**TASK DESCRIPTION**. Every record must come back exactly as given.

(Records from a data source)
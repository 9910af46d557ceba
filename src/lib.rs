// Copyright 2020 Xavier Gillard
//
// Permission is hereby granted, free of charge, to any person obtaining a copy of
// this software and associated documentation files (the "Software"), to deal in
// the Software without restriction, including without limitation the rights to
// use, copy, modify, merge, publish, distribute, sublicense, and/or sell copies of
// the Software, and to permit persons to whom the Software is furnished to do so,
// subject to the following conditions:
//
// The above copyright notice and this permission notice shall be included in all
// copies or substantial portions of the Software.
//
// THE SOFTWARE IS PROVIDED "AS IS", WITHOUT WARRANTY OF ANY KIND, EXPRESS OR
// IMPLIED, INCLUDING BUT NOT LIMITED TO THE WARRANTIES OF MERCHANTABILITY, FITNESS
// FOR A PARTICULAR PURPOSE AND NONINFRINGEMENT. IN NO EVENT SHALL THE AUTHORS OR
// COPYRIGHT HOLDERS BE LIABLE FOR ANY CLAIM, DAMAGES OR OTHER LIABILITY, WHETHER
// IN AN ACTION OF CONTRACT, TORT OR OTHERWISE, ARISING FROM, OUT OF OR IN
// CONNECTION WITH THE SOFTWARE OR THE USE OR OTHER DEALINGS IN THE SOFTWARE.

//! # sumc
//!
//! `sumc` is an exact propositional model counter (a #SAT engine): given a
//! Boolean formula in conjunctive normal form, it computes the exact number
//! of satisfying truth assignments as an arbitrary-precision integer.
//!
//! The crate is organized bottom-up, leaves first:
//!
//! - [`bigint`] - the arbitrary-precision `Count` facade (C1).
//! - [`bitset`] - windowed, content-hashed bitsets (C2).
//! - [`intern`] - the arena and per-variable hash tables that canonicalize
//!   bitsets by content (C3).
//! - [`clause`] - the ordered clause store: normalization, dedup, unit
//!   propagation (C4).
//! - [`regions`] - connected-component decomposition of variables (C5).
//! - [`reorder`] - per-region variable reordering that minimizes clause span
//!   (C6).
//! - [`varmap`] - first/last appearance maps derived from the frozen clause
//!   order (C7).
//! - [`trie`] - the literal trie used for subset-containment queries (C8).
//! - [`sweep`] - the main inclusion-exclusion loop (C9).
//! - [`driver`] - wires C1-C9 together into one counting run (C10).
//!
//! Everything below [`driver`] is the ambient stack a complete crate needs
//! around that core: [`dimacs`] parsing, [`cli`] argument handling, and
//! [`limits`]/[`error`] for resource budgets and the single fallible
//! boundary. The `sumc` binary (`src/main.rs`) is the only place that talks
//! to stdout, stderr, signals, or the process exit code; everything in this
//! library is embeddable on its own.

pub mod bigint;
pub mod bitset;
pub mod cli;
pub mod clause;
pub mod common;
pub mod dimacs;
pub mod driver;
pub mod error;
pub mod intern;
pub mod limits;
pub mod regions;
pub mod reorder;
pub mod sweep;
pub mod trie;
pub mod varmap;
// Copyright 2020 Xavier Gillard
//
// Permission is hereby granted, free of charge, to any person obtaining a copy of
// this software and associated documentation files (the "Software"), to deal in
// the Software without restriction, including without limitation the rights to
// use, copy, modify, merge, publish, distribute, sublicense, and/or sell copies of
// the Software, and to permit persons to whom the Software is furnished to do so,
// subject to the following conditions:
//
// The above copyright notice and this permission notice shall be included in all
// copies or substantial portions of the Software.
//
// THE SOFTWARE IS PROVIDED "AS IS", WITHOUT WARRANTY OF ANY KIND, EXPRESS OR
// IMPLIED, INCLUDING BUT NOT LIMITED TO THE WARRANTIES OF MERCHANTABILITY, FITNESS
// FOR A PARTICULAR PURPOSE AND NONINFRINGEMENT. IN NO EVENT SHALL THE AUTHORS OR
// COPYRIGHT HOLDERS BE LIABLE FOR ANY CLAIM, DAMAGES OR OTHER LIABILITY, WHETHER
// IN AN ACTION OF CONTRACT, TORT OR OTHERWISE, ARISING FROM, OUT OF OR IN
// CONNECTION WITH THE SOFTWARE OR THE USE OR OTHER DEALINGS IN THE SOFTWARE.

//! Reads a CNF formula in DIMACS format into a [`ClauseStore`]. Lines
//! beginning with `c` are comments; the `p cnf V C` header must appear before
//! any clause line; each clause is a whitespace-separated list of signed
//! nonzero integers terminated by `0`.

use std::io::BufRead;

use regex::Regex;

use crate::clause::ClauseStore;
use crate::common::Literal;
use crate::error::CountError;

/// Matches the problem line, e.g. `p cnf 20 43`.
fn header_re() -> Regex {
    Regex::new(r"^p\s+cnf\s+(?P<vars>\d+)\s+(?P<clauses>\d+)\s*$").unwrap()
}

/// Reads a DIMACS CNF instance from any line source, returning the clause
/// store it describes. `C` is advisory only: clauses are read until EOF, not
/// truncated at the declared count.
pub fn read<B: BufRead>(lines: std::io::Lines<B>) -> Result<ClauseStore, CountError> {
    let header_re = header_re();
    let mut store: Option<ClauseStore> = None;
    let mut current: Vec<Literal> = Vec::new();

    for line in lines {
        let line = line?;
        let line = line.trim();
        if line.is_empty() || line.starts_with('c') {
            continue;
        }
        if store.is_none() {
            let caps = header_re
                .captures(line)
                .ok_or_else(|| CountError::Dimacs(format!("expected 'p cnf V C' header, got: {line}")))?;
            let num_vars: u32 = caps["vars"].parse()?;
            store = Some(ClauseStore::new(num_vars));
            continue;
        }

        for tok in line.split_ascii_whitespace() {
            let value: Literal = tok
                .parse()
                .map_err(|_| CountError::Dimacs(format!("expected an integer literal, got: {tok}")))?;
            if value == 0 {
                store.as_mut().unwrap().add(std::mem::take(&mut current));
            } else {
                current.push(value);
            }
        }
    }

    let store = store.ok_or_else(|| CountError::Dimacs("missing 'p cnf V C' header".to_string()))?;
    if !current.is_empty() {
        return Err(CountError::Dimacs("clause not terminated by 0".to_string()));
    }
    Ok(store)
}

**ANSWER SPACE**.
repository 9910af46d557ceba
filename src/lib.rs
// Copyright 2020 Xavier Gillard
//
// Permission is hereby granted, free of charge, to any person obtaining a copy of
// this software and associated documentation files (the "Software"), to deal in
// the Software without restriction, including without limitation the rights to
// use, copy, modify, merge, publish, distribute, sublicense, and/or sell copies of
// the Software, and to permit persons to whom the Software is furnished to do so,
// subject to the following conditions:
//
// The above copyright notice and this permission notice shall be included in all
// copies or substantial portions of the Software.
//
// THE SOFTWARE IS PROVIDED "AS IS", WITHOUT WARRANTY OF ANY KIND, EXPRESS OR
// IMPLIED, INCLUDING BUT NOT LIMITED TO THE WARRANTIES OF MERCHANTABILITY, FITNESS
// FOR A PARTICULAR PURPOSE AND NONINFRINGEMENT. IN NO EVENT SHALL THE AUTHORS OR
// COPYRIGHT HOLDERS BE LIABLE FOR ANY CLAIM, DAMAGES OR OTHER LIABILITY, WHETHER
// IN AN ACTION OF CONTRACT, TORT OR OTHERWISE, ARISING FROM, OUT OF OR IN
// CONNECTION WITH THE SOFTWARE OR THE USE OR OTHER DEALINGS IN THE SOFTWARE.

//! # sumc
//!
//! `sumc` is an exact propositional model counter (a #SAT engine): given a
//! Boolean formula in conjunctive normal form, it computes the exact number
//! of satisfying truth assignments as an arbitrary-precision integer.
//!
//! The crate is organized bottom-up, leaves first:
//!
//! - [`bigint`] - the arbitrary-precision `Count` facade (C1).
//! - [`bitset`] - windowed, content-hashed bitsets (C2).
//! - [`intern`] - the arena and per-variable hash tables that canonicalize
//!   bitsets by content (C3).
//! - [`clause`] - the ordered clause store: normalization, dedup, unit
//!   propagation (C4).
//! - [`regions`] - connected-component decomposition of variables (C5).
//! - [`reorder`] - per-region variable reordering that minimizes clause span
//!   (C6).
//! - [`varmap`] - first/last appearance maps derived from the frozen clause
//!   order (C7).
//! - [`trie`] - the literal trie used for subset-containment queries (C8).
//! - [`sweep`] - the main inclusion-exclusion loop (C9).
//! - [`driver`] - wires C1-C9 together into one counting run (C10).
//!
//! Everything below [`driver`] is the ambient stack a complete crate needs
//! around that core: [`dimacs`] parsing, [`cli`] argument handling, and
//! [`limits`]/[`error`] for resource budgets and the single fallible
//! boundary. The `sumc` binary (`src/main.rs`) is the only place that talks
//! to stdout, stderr, signals, or the process exit code; everything in this
//! library is embeddable on its own.

pub mod bigint;
pub mod bitset;
pub mod cli;
pub mod clause;
pub mod common;
pub mod dimacs;
pub mod driver;
pub mod error;
pub mod intern;
pub mod limits;
pub mod regions;
pub mod reorder;
pub mod sweep;
pub mod trie;
pub mod varmap;
// Copyright 2020 Xavier Gillard
//
// Permission is hereby granted, free of charge, to any person obtaining a copy of
// this software and associated documentation files (the "Software"), to deal in
// the Software without restriction, including without limitation the rights to
// use, copy, modify, merge, publish, distribute, sublicense, and/or sell copies of
// the Software, and to permit persons to whom the Software is furnished to do so,
// subject to the following conditions:
//
// The above copyright notice and this permission notice shall be included in all
// copies or substantial portions of the Software.
//
// THE SOFTWARE IS PROVIDED "AS IS", WITHOUT WARRANTY OF ANY KIND, EXPRESS OR
// IMPLIED, INCLUDING BUT NOT LIMITED TO THE WARRANTIES OF MERCHANTABILITY, FITNESS
// FOR A PARTICULAR PURPOSE AND NONINFRINGEMENT. IN NO EVENT SHALL THE AUTHORS OR
// COPYRIGHT HOLDERS BE LIABLE FOR ANY CLAIM, DAMAGES OR OTHER LIABILITY, WHETHER
// IN AN ACTION OF CONTRACT, TORT OR OTHERWISE, ARISING FROM, OUT OF OR IN
// CONNECTION WITH THE SOFTWARE OR THE USE OR OTHER DEALINGS IN THE SOFTWARE.

//! Reads a CNF formula in DIMACS format into a [`ClauseStore`]. Lines
//! beginning with `c` are comments; the `p cnf V C` header must appear before
//! any clause line; each clause is a whitespace-separated list of signed
//! nonzero integers terminated by `0`.

use std::io::BufRead;

use regex::Regex;

use crate::clause::ClauseStore;
use crate::common::Literal;
use crate::error::CountError;

/// Matches the problem line, e.g. `p cnf 20 43`.
fn header_re() -> Regex {
    Regex::new(r"^p\s+cnf\s+(?P<vars>\d+)\s+(?P<clauses>\d+)\s*$").unwrap()
}

/// Reads a DIMACS CNF instance from any line source, returning the clause
/// store it describes. `C` is advisory only: clauses are read until EOF, not
/// truncated at the declared count.
pub fn read<B: BufRead>(lines: std::io::Lines<B>) -> Result<ClauseStore, CountError> {
    let header_re = header_re();
    let mut store: Option<ClauseStore> = None;
    let mut current: Vec<Literal> = Vec::new();

    for line in lines {
        let line = line?;
        let line = line.trim();
        if line.is_empty() || line.starts_with('c') {
            continue;
        }
        if store.is_none() {
            let caps = header_re
                .captures(line)
                .ok_or_else(|| CountError::Dimacs(format!("expected 'p cnf V C' header, got: {line}")))?;
            let num_vars: u32 = caps["vars"].parse()?;
            store = Some(ClauseStore::new(num_vars));
            continue;
        }

        for tok in line.split_ascii_whitespace() {
            let value: Literal = tok
                .parse()
                .map_err(|_| CountError::Dimacs(format!("expected an integer literal, got: {tok}")))?;
            if value == 0 {
                store.as_mut().unwrap().add(std::mem::take(&mut current));
            } else {
                current.push(value);
            }
        }
    }

    let store = store.ok_or_else(|| CountError::Dimacs("missing 'p cnf V C' header".to_string()))?;
    if !current.is_empty() {
        return Err(CountError::Dimacs("clause not terminated by 0".to_string()));
    }
    Ok(store)
}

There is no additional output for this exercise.